Exercise instructions =
Write out the data below in full, please. Keep every character as given.

Segment Start: Data shown

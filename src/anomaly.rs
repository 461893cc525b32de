use crate::schema::{SaleLine, PHANTOM_SALE_MARKER};
use log::{info, warn};

/// Outcome of the phantom-sale scan.
#[derive(Debug, Clone, Default, PartialEq)]
pub struct PhantomScan {
    /// Summed gross value of every removed row.
    pub auto_detected_value: f64,
    /// Processor fees those rows incurred, computed from the standard rate
    /// table before removal. The sales are fictitious; the fees were paid.
    pub auto_detected_fee: f64,
    /// (product, gross value) of each removed row, in input order.
    pub removed: Vec<(String, f64)>,
}

impl PhantomScan {
    pub fn match_count(&self) -> usize {
        self.removed.len()
    }
}

/// Removes phantom-sale rows from the working set.
///
/// A row matches when its product name contains the fixed marker,
/// case-insensitively. The detection rule is a fixed textual pattern; there
/// is nothing adaptive about it.
pub fn scan_phantom_sales(lines: Vec<SaleLine>) -> (Vec<SaleLine>, PhantomScan) {
    let mut scan = PhantomScan::default();
    let mut retained = Vec::with_capacity(lines.len());

    for line in lines {
        if is_phantom_sale(&line) {
            scan.auto_detected_value += line.gross_value;
            scan.auto_detected_fee += line.payments.fees().total();
            scan.removed.push((line.product.clone(), line.gross_value));
        } else {
            retained.push(line);
        }
    }

    if scan.match_count() > 0 {
        warn!(
            "Auto-detected {} phantom-sale row(s) worth {:.2}; removed from the ledger",
            scan.match_count(),
            scan.auto_detected_value
        );
    } else {
        info!("No phantom-sale rows detected");
    }

    (retained, scan)
}

fn is_phantom_sale(line: &SaleLine) -> bool {
    line.product.to_lowercase().contains(PHANTOM_SALE_MARKER)
}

Segment End: Data shown

Problem solution =
filename src/anomaly.rs
repository 461893cc525b32de
use crate::schema::{SaleLine, PHANTOM_SALE_MARKER};
use log::{info, warn};

/// Outcome of the phantom-sale scan.
#[derive(Debug, Clone, Default, PartialEq)]
pub struct PhantomScan {
    /// Summed gross value of every removed row.
    pub auto_detected_value: f64,
    /// Processor fees those rows incurred, computed from the standard rate
    /// table before removal. The sales are fictitious; the fees were paid.
    pub auto_detected_fee: f64,
    /// (product, gross value) of each removed row, in input order.
    pub removed: Vec<(String, f64)>,
}

impl PhantomScan {
    pub fn match_count(&self) -> usize {
        self.removed.len()
    }
}

/// Removes phantom-sale rows from the working set.
///
/// A row matches when its product name contains the fixed marker,
/// case-insensitively. The detection rule is a fixed textual pattern; there
/// is nothing adaptive about it.
pub fn scan_phantom_sales(lines: Vec<SaleLine>) -> (Vec<SaleLine>, PhantomScan) {
    let mut scan = PhantomScan::default();
    let mut retained = Vec::with_capacity(lines.len());

    for line in lines {
        if is_phantom_sale(&line) {
            scan.auto_detected_value += line.gross_value;
            scan.auto_detected_fee += line.payments.fees().total();
            scan.removed.push((line.product.clone(), line.gross_value));
        } else {
            retained.push(line);
        }
    }

    if scan.match_count() > 0 {
        warn!(
            "Auto-detected {} phantom-sale row(s) worth {:.2}; removed from the ledger",
            scan.match_count(),
            scan.auto_detected_value
        );
    } else {
        info!("No phantom-sale rows detected");
    }

    (retained, scan)
}

fn is_phantom_sale(line: &SaleLine) -> bool {
    line.product.to_lowercase().contains(PHANTOM_SALE_MARKER)
}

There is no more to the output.